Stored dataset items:
=====

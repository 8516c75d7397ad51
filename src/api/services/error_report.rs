use actix_web::{HttpResponse, web};
use serde_json::{Value, json};
use std::sync::Arc;
use tracing::debug;

use crate::api::error::ApiError;
use crate::services::validation::validate_error;
use crate::storage::AnalyticsStore;

/// `POST /api/errors`
pub async fn record_error(
    body: web::Json<Value>,
    store: web::Data<Arc<dyn AnalyticsStore>>,
) -> Result<HttpResponse, ApiError> {
    let report = validate_error(&body)?;

    store.insert_error(&report).await?;
    debug!(
        "Error report {} recorded for session {}",
        report.error_type, report.session_id
    );

    Ok(HttpResponse::Created().json(json!({
        "success": true,
        "message": "Error recorded successfully",
    })))
}
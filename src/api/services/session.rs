use actix_web::{HttpRequest, HttpResponse, web};
use serde_json::{Value, json};
use std::sync::Arc;
use tracing::debug;

use crate::api::error::ApiError;
use crate::services::geoip::GeoResolver;
use crate::services::validation::validate_session;
use crate::storage::AnalyticsStore;
use crate::utils::ip::{edge_country, extract_client_ip};

/// `POST /api/session`
///
/// 服务端观察到的客户端 IP 覆盖请求体中的 `ip_address`，
/// 只有拿到 IP 时才做地理位置查询。
pub async fn record_session(
    req: HttpRequest,
    body: web::Json<Value>,
    store: web::Data<Arc<dyn AnalyticsStore>>,
    geo: web::Data<GeoResolver>,
) -> Result<HttpResponse, ApiError> {
    let mut session = validate_session(&body)?;

    let location = match extract_client_ip(&req) {
        Some(ip) => {
            let country = edge_country(req.headers());
            let location = geo.resolve(&ip, country.as_deref()).await;
            session.ip_address = Some(ip);
            location
        }
        None => None,
    };

    store.insert_session(&session, location.as_ref()).await?;
    debug!(
        "Session {} recorded (geo: {})",
        session.session_id,
        location.as_ref().map_or("none", |g| g.country.as_str())
    );

    Ok(HttpResponse::Created().json(json!({
        "success": true,
        "session_id": session.session_id,
        "message": "Session recorded successfully",
    })))
}
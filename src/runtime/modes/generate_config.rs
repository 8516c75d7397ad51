use anyhow::{Result, anyhow};

use crate::config::StaticConfig;

/// 输出示例配置到 stdout 或指定文件
pub fn run_generate_config(output: Option<&str>) -> Result<()> {
    match output {
        Some(path) => {
            StaticConfig::default()
                .save_to_file(path)
                .map_err(|e| anyhow!("Failed to write {}: {}", path, e))?;
            println!("Sample configuration written to {}", path);
        }
        None => println!("{}", StaticConfig::generate_sample_config()),
    }
    Ok(())
}
use actix_web::{HttpResponse, Responder, web};
use serde_json::json;

/// `GET /`：服务描述
pub async fn service_info() -> impl Responder {
    HttpResponse::Ok().json(json!({
        "name": "Mobile Analytics API",
        "version": env!("CARGO_PKG_VERSION"),
        "endpoints": {
            "health": "GET /health",
            "session": "POST /api/session",
            "events": "POST /api/events",
            "errors": "POST /api/errors",
        },
        "documentation": "See README.md for usage details",
    }))
}

pub fn info_routes() -> actix_web::Resource {
    web::resource("/")
        .route(web::get().to(service_info))
        .default_service(web::to(super::not_found))
}
//! Domain services
//!
//! - `validation`: inbound payload schemas
//! - `geoip`: IP geolocation with edge-country fallback

pub mod geoip;
pub mod validation;

pub use geoip::{GeoIpLookup, GeoResolver};
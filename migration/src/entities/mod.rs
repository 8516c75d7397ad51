pub mod app_error;
pub mod app_event;
pub mod app_session;

pub use app_error::Entity as AppErrorEntity;
pub use app_event::Entity as AppEventEntity;
pub use app_session::Entity as AppSessionEntity;
use sea_orm::DatabaseConnection;
use std::time::Duration;
use tokio::signal;
use tokio::time::timeout;
use tracing::{error, info, warn};

/// 关闭超时时间（秒）
const SHUTDOWN_TIMEOUT_SECS: u64 = 10;

pub async fn listen_for_shutdown(db: &DatabaseConnection) {
    // 等待 Ctrl+C 信号
    match signal::ctrl_c().await {
        Ok(()) => {
            info!("Shutdown signal received, closing database pool...");
        }
        Err(e) => {
            warn!(
                "Failed to listen for Ctrl+C: {}. Proceeding with shutdown anyway.",
                e
            );
        }
    }

    match timeout(
        Duration::from_secs(SHUTDOWN_TIMEOUT_SECS),
        db.clone().close(),
    )
    .await
    {
        Ok(Ok(())) => info!("Database pool closed"),
        Ok(Err(e)) => error!("Failed to close database pool: {}", e),
        Err(_) => error!(
            "Closing database pool timed out after {} seconds",
            SHUTDOWN_TIMEOUT_SECS
        ),
    }
}
use std::sync::{Arc, OnceLock};

use super::StaticConfig;
use crate::errors::{AnalyticsError, Result};

/// 启动时加载一次，之后只读
static CONFIG: OnceLock<Arc<StaticConfig>> = OnceLock::new();

/// Default configuration file, relative to the working directory
pub const DEFAULT_CONFIG_PATH: &str = "config.toml";

/// Get the global configuration instance
///
/// Returns an Arc pointer to the configuration, which is cheap to clone
/// and doesn't hold any locks.
pub fn get_config() -> Arc<StaticConfig> {
    CONFIG
        .get()
        .expect("Config not initialized. Call init_config() first.")
        .clone()
}

/// Initialize the global configuration
///
/// Loads `path` (missing file is fine) and applies environment overrides.
/// Subsequent calls are no-ops. Validation is left to the execution mode,
/// since `migrate` does not need an API key.
pub fn init_config(path: &str) -> Result<()> {
    if CONFIG.get().is_some() {
        return Ok(());
    }

    let config = StaticConfig::load(path)
        .map_err(|e| AnalyticsError::config(format!("Failed to load {}: {}", path, e)))?;

    let _ = CONFIG.set(Arc::new(config));
    Ok(())
}

#[cfg(test)]
mod tests {
    use super::*;

    #[test]
    fn test_init_config_loads_once() {
        let dir = tempfile::TempDir::new().expect("temp dir");
        let missing = dir.path().join("absent.toml");

        init_config(missing.to_str().expect("utf-8 path")).expect("first init");
        let first = get_config();

        // 第二次调用不会替换已加载的配置
        init_config("does-not-matter.toml").expect("second init");
        assert!(Arc::ptr_eq(&first, &get_config()));
    }
}
//! HTTP 应用组装
//!
//! 服务器与集成测试共用同一套路由、中间件和共享状态。

use actix_cors::Cors;
use actix_web::{
    App, Error, HttpRequest,
    body::MessageBody,
    dev::{ServiceFactory, ServiceRequest, ServiceResponse},
    http::header,
    middleware::Compress,
    web,
};
use std::sync::Arc;
use std::time::Duration;

use crate::api::error::ApiError;
use crate::api::middleware::{AccessLog, ApiKeyAuth, RequestIdMiddleware};
use crate::api::services::{
    HealthSettings, IngestSettings, health_routes, info_routes, ingest_routes, not_found,
};
use crate::config::StaticConfig;
use crate::services::geoip::GeoResolver;
use crate::storage::AnalyticsStore;

/// CORS 预检缓存时间（秒）
const CORS_MAX_AGE_SECS: usize = 86_400;

/// 启动时构建一次、由所有 worker 共享的状态
#[derive(Clone)]
pub struct AppState {
    pub store: Arc<dyn AnalyticsStore>,
    pub geo: GeoResolver,
    pub api_key: Arc<str>,
    pub ingest: IngestSettings,
    pub health: HealthSettings,
    pub max_body_bytes: usize,
}

impl AppState {
    pub fn new(config: &StaticConfig, store: Arc<dyn AnalyticsStore>, geo: GeoResolver) -> Self {
        Self {
            store,
            geo,
            api_key: Arc::from(config.auth.api_key.as_str()),
            ingest: IngestSettings {
                max_batch_size: config.ingest.max_batch_size,
            },
            health: HealthSettings::new(Duration::from_millis(config.server.health_timeout_ms)),
            max_body_bytes: config.ingest.max_body_bytes,
        }
    }
}

/// 任意来源，GET/POST/OPTIONS，Content-Type 与 Authorization
pub fn build_cors() -> Cors {
    Cors::default()
        .allow_any_origin()
        .send_wildcard()
        .allowed_methods(vec!["GET", "POST", "OPTIONS"])
        .allowed_headers(vec![header::CONTENT_TYPE, header::AUTHORIZATION])
        .max_age(CORS_MAX_AGE_SECS)
}

fn json_error_handler(err: actix_web::error::JsonPayloadError, _req: &HttpRequest) -> Error {
    ApiError::InvalidBody(err.to_string()).into()
}

/// 组装完整应用
///
/// 中间件顺序（外 → 内）：RequestId → AccessLog → CORS → Compress → 路由
pub fn build_app(
    state: AppState,
) -> App<
    impl ServiceFactory<
        ServiceRequest,
        Config = (),
        Response = ServiceResponse<impl MessageBody>,
        Error = Error,
        InitError = (),
    >,
> {
    let json_config = web::JsonConfig::default()
        .limit(state.max_body_bytes)
        .content_type_required(false)
        .error_handler(json_error_handler);

    App::new()
        .app_data(json_config)
        .app_data(web::Data::new(state.store.clone()))
        .app_data(web::Data::new(state.geo.clone()))
        .app_data(web::Data::new(state.ingest.clone()))
        .app_data(web::Data::new(state.health.clone()))
        .wrap(Compress::default())
        .wrap(build_cors())
        .wrap(AccessLog)
        .wrap(RequestIdMiddleware)
        .service(health_routes())
        .service(info_routes())
        .service(
            // 整个 scope（包括未知路径）都先经过认证
            web::scope("/api")
                .wrap(ApiKeyAuth::new(state.api_key.clone()))
                .configure(ingest_routes)
                .default_service(web::to(not_found)),
        )
        .default_service(web::to(not_found))
}
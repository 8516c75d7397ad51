//! Mode routing
//!
//! - Server mode (HTTP server, default)
//! - Migrate mode (apply schema migrations and exit)
//! - Generate-config mode (print a sample configuration)

pub mod generate_config;
pub mod migrate;
pub mod server;

pub use generate_config::run_generate_config;
pub use migrate::run_migrate;
pub use server::run_server;
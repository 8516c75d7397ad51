use anyhow::{Context, Result};
use std::sync::Arc;
use tracing::{debug, info, warn};

use crate::api::AppState;
use crate::config::{StaticConfig, collect_warnings};
use crate::services::geoip::GeoResolver;
use crate::storage::{AnalyticsStore, SeaOrmStorage, StorageFactory};

pub struct StartupContext {
    pub storage: Arc<SeaOrmStorage>,
    pub state: AppState,
}

/// 安装 rustls 加密后端（ureq 与数据库 TLS 共用），重复安装不视为错误
pub fn install_crypto_provider() {
    if rustls::crypto::ring::default_provider()
        .install_default()
        .is_err()
    {
        debug!("rustls crypto provider already installed");
    }
}

/// 准备服务器启动的上下文
/// 包括存储、GeoIP 解析器和共享状态
pub async fn prepare_server_startup(config: &StaticConfig) -> Result<StartupContext> {
    let start_time = std::time::Instant::now();
    debug!("Starting pre-startup processing...");

    for warning in collect_warnings(config) {
        warn!("{}", warning);
    }

    install_crypto_provider();

    let storage = StorageFactory::create()
        .await
        .context("Failed to create storage backend")?;
    info!("Using storage backend: {}", storage.backend_name());

    let geo = GeoResolver::new(&config.geoip);

    let store: Arc<dyn AnalyticsStore> = storage.clone();
    let state = AppState::new(config, store, geo);

    info!(
        "Pre-startup processing completed in {} ms",
        start_time.elapsed().as_millis()
    );

    Ok(StartupContext { storage, state })
}
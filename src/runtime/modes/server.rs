//! Server mode
//!
//! This module contains the HTTP server startup logic.

use actix_web::HttpServer;
use anyhow::{Context, Result};
use tracing::warn;

use crate::api::build_app;
use crate::config::{get_config, validate_config};
use crate::runtime::lifetime;

/// Run the HTTP server
///
/// 1. Prepares server components (storage, geolocation, shared state)
/// 2. Configures and starts the HTTP server
/// 3. Listens for graceful shutdown signals
///
/// **Note**: Logging system must be initialized before calling this function
pub async fn run_server() -> Result<()> {
    let config = get_config();
    validate_config(&config).map_err(|e| anyhow::anyhow!(e.format_simple()))?;

    let startup = lifetime::startup::prepare_server_startup(&config)
        .await
        .map_err(|e| {
            tracing::error!("Server startup failed: {}", e);
            e
        })?;

    let state = startup.state.clone();
    let db_for_shutdown = startup.storage.get_db().clone();

    let cpu_count = config.server.cpu_count.clamp(1, 32);
    warn!("Using {} CPU cores for the server", cpu_count);

    let bind_address = format!("{}:{}", config.server.host, config.server.port);

    let server = HttpServer::new(move || build_app(state.clone()))
        .keep_alive(std::time::Duration::from_secs(30))
        .client_request_timeout(std::time::Duration::from_millis(5000))
        .client_disconnect_timeout(std::time::Duration::from_millis(1000))
        .workers(cpu_count)
        .bind(&bind_address)
        .with_context(|| format!("Failed to bind {}", bind_address))?;

    warn!("Starting server at http://{}", bind_address);
    let server = server.run();

    // Wait for server or shutdown signal
    tokio::select! {
        res = server => {
            res?;
        }
        _ = lifetime::shutdown::listen_for_shutdown(&db_for_shutdown) => {
            warn!("Graceful shutdown completed");
        }
    }

    Ok(())
}
//! Access log middleware
//!
//! 每个请求结束后输出一行 info 日志：方法、路径、状态码与耗时。

use actix_service::{Service, Transform};
use actix_web::{
    Error,
    dev::{ServiceRequest, ServiceResponse},
};
use futures_util::future::{LocalBoxFuture, Ready, ready};
use std::rc::Rc;
use std::time::Instant;
use tracing::{info, warn};

/// Access log middleware factory
#[derive(Clone, Default)]
pub struct AccessLog;

impl<S, B> Transform<S, ServiceRequest> for AccessLog
where
    S: Service<ServiceRequest, Response = ServiceResponse<B>, Error = Error> + 'static,
    B: 'static,
{
    type Response = ServiceResponse<B>;
    type Error = Error;
    type InitError = ();
    type Transform = AccessLogService<S>;
    type Future = Ready<Result<Self::Transform, Self::InitError>>;

    fn new_transform(&self, service: S) -> Self::Future {
        ready(Ok(AccessLogService {
            service: Rc::new(service),
        }))
    }
}

pub struct AccessLogService<S> {
    service: Rc<S>,
}

impl<S, B> Service<ServiceRequest> for AccessLogService<S>
where
    S: Service<ServiceRequest, Response = ServiceResponse<B>, Error = Error> + 'static,
    B: 'static,
{
    type Response = ServiceResponse<B>;
    type Error = Error;
    type Future = LocalBoxFuture<'static, Result<Self::Response, Self::Error>>;

    fn poll_ready(
        &self,
        ctx: &mut std::task::Context<'_>,
    ) -> std::task::Poll<Result<(), Self::Error>> {
        self.service.poll_ready(ctx)
    }

    fn call(&self, req: ServiceRequest) -> Self::Future {
        let srv = self.service.clone();
        let start = Instant::now();
        let method = req.method().clone();
        let path = req.path().to_string();

        Box::pin(async move {
            let result = srv.call(req).await;
            let latency_ms = (start.elapsed().as_secs_f64() * 100_000.0).round() / 100.0;

            match &result {
                Ok(response) => info!(
                    method = %method,
                    path = %path,
                    status = response.status().as_u16(),
                    latency_ms,
                    "request completed"
                ),
                Err(e) => warn!(
                    method = %method,
                    path = %path,
                    latency_ms,
                    "request failed: {}",
                    e
                ),
            }

            result
        })
    }
}
//! HTTP 错误映射
//!
//! `ApiError` 是错误类型到 HTTP 状态码的唯一转换点，handler 返回
//! `Result<HttpResponse, ApiError>`。

use std::fmt;

use actix_web::http::StatusCode;
use actix_web::http::header::CONTENT_TYPE;
use actix_web::{HttpResponse, ResponseError};
use serde::Serialize;
use tracing::{error, info};

use crate::errors::AnalyticsError;
use crate::services::validation::ValidationIssue;

/// 统一错误响应体
#[derive(Debug, Clone, Serialize)]
pub struct ErrorBody {
    pub error: String,
    #[serde(skip_serializing_if = "Option::is_none")]
    pub message: Option<String>,
    #[serde(skip_serializing_if = "Option::is_none")]
    pub details: Option<Vec<ValidationIssue>>,
}

#[derive(Debug, Clone)]
pub enum ApiError {
    /// 400，附带逐字段问题
    Validation(Vec<ValidationIssue>),
    /// 400，请求体不是合法 JSON 或超出大小限制
    InvalidBody(String),
    /// 401
    MissingAuthorization,
    /// 403
    InvalidApiKey,
    /// 404
    NotFound,
    /// 500，存储层错误信息原样返回
    Storage(String),
}

impl ApiError {
    fn body(&self) -> ErrorBody {
        let (error, message, details) = match self {
            ApiError::Validation(issues) => ("Validation failed", None, Some(issues.clone())),
            ApiError::InvalidBody(msg) => ("Invalid JSON body", Some(msg.clone()), None),
            ApiError::MissingAuthorization => ("Missing Authorization header", None, None),
            ApiError::InvalidApiKey => ("Invalid API key", None, None),
            ApiError::NotFound => ("Not found", None, None),
            ApiError::Storage(msg) => ("Internal server error", Some(msg.clone()), None),
        };
        ErrorBody {
            error: error.to_string(),
            message,
            details,
        }
    }
}

impl fmt::Display for ApiError {
    fn fmt(&self, f: &mut fmt::Formatter<'_>) -> fmt::Result {
        let body = self.body();
        match body.message {
            Some(msg) => write!(f, "{}: {}", body.error, msg),
            None => write!(f, "{}", body.error),
        }
    }
}

impl ResponseError for ApiError {
    fn status_code(&self) -> StatusCode {
        match self {
            ApiError::Validation(_) | ApiError::InvalidBody(_) => StatusCode::BAD_REQUEST,
            ApiError::MissingAuthorization => StatusCode::UNAUTHORIZED,
            ApiError::InvalidApiKey => StatusCode::FORBIDDEN,
            ApiError::NotFound => StatusCode::NOT_FOUND,
            ApiError::Storage(_) => StatusCode::INTERNAL_SERVER_ERROR,
        }
    }

    fn error_response(&self) -> HttpResponse {
        match self {
            ApiError::Storage(msg) => error!("Request failed with storage error: {}", msg),
            ApiError::Validation(issues) => info!("Rejected payload with {} issue(s)", issues.len()),
            _ => {}
        }

        HttpResponse::build(self.status_code())
            .insert_header((CONTENT_TYPE, "application/json; charset=utf-8"))
            .json(self.body())
    }
}

/// 请求路径上的内部错误都来自存储层
impl From<AnalyticsError> for ApiError {
    fn from(err: AnalyticsError) -> Self {
        ApiError::Storage(err.message().to_string())
    }
}

impl From<Vec<ValidationIssue>> for ApiError {
    fn from(issues: Vec<ValidationIssue>) -> Self {
        ApiError::Validation(issues)
    }
}
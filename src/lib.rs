//! analytics-ingest - Mobile app analytics ingestion service
//!
//! Accepts sessions, event batches and error reports from mobile clients,
//! validates them, enriches sessions with IP geolocation and persists them
//! to a relational store.
//!
//! # Architecture
//! - `api`: HTTP routing, middleware and handlers
//! - `services`: payload validation and geolocation
//! - `storage`: the `AnalyticsStore` trait and its SeaORM backend
//! - `config`: configuration management
//! - `runtime`: application lifecycle and execution modes
//! - `system`: logging

pub mod api;
pub mod cli;
pub mod config;
pub mod errors;
pub mod runtime;
pub mod services;
pub mod storage;
pub mod system;
pub mod utils;
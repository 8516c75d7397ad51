mod r#impl;
mod structs;
pub mod validators;

pub use r#impl::{DEFAULT_CONFIG_PATH, get_config, init_config};
pub use structs::*;
pub use validators::{collect_warnings, validate_config};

=====

About this exercise:
What you return must be an exact retyping of the lines above starting at the line with "server startup logic." and ending at the line with "CPU cores for", and nothing besides.

Solution to the exercise:
//! This module contains the HTTP server startup logic.

use actix_web::HttpServer;
use anyhow::{Context, Result};
use tracing::warn;

use crate::api::build_app;
use crate::config::{get_config, validate_config};
use crate::runtime::lifetime;

/// Run the HTTP server
///
/// 1. Prepares server components (storage, geolocation, shared state)
/// 2. Configures and starts the HTTP server
/// 3. Listens for graceful shutdown signals
///
/// **Note**: Logging system must be initialized before calling this function
pub async fn run_server() -> Result<()> {
    let config = get_config();
    validate_config(&config).map_err(|e| anyhow::anyhow!(e.format_simple()))?;

    let startup = lifetime::startup::prepare_server_startup(&config)
        .await
        .map_err(|e| {
            tracing::error!("Server startup failed: {}", e);
            e
        })?;

    let state = startup.state.clone();
    let db_for_shutdown = startup.storage.get_db().clone();

    let cpu_count = config.server.cpu_count.clamp(1, 32);
    warn!("Using {} CPU cores for the server", cpu_count);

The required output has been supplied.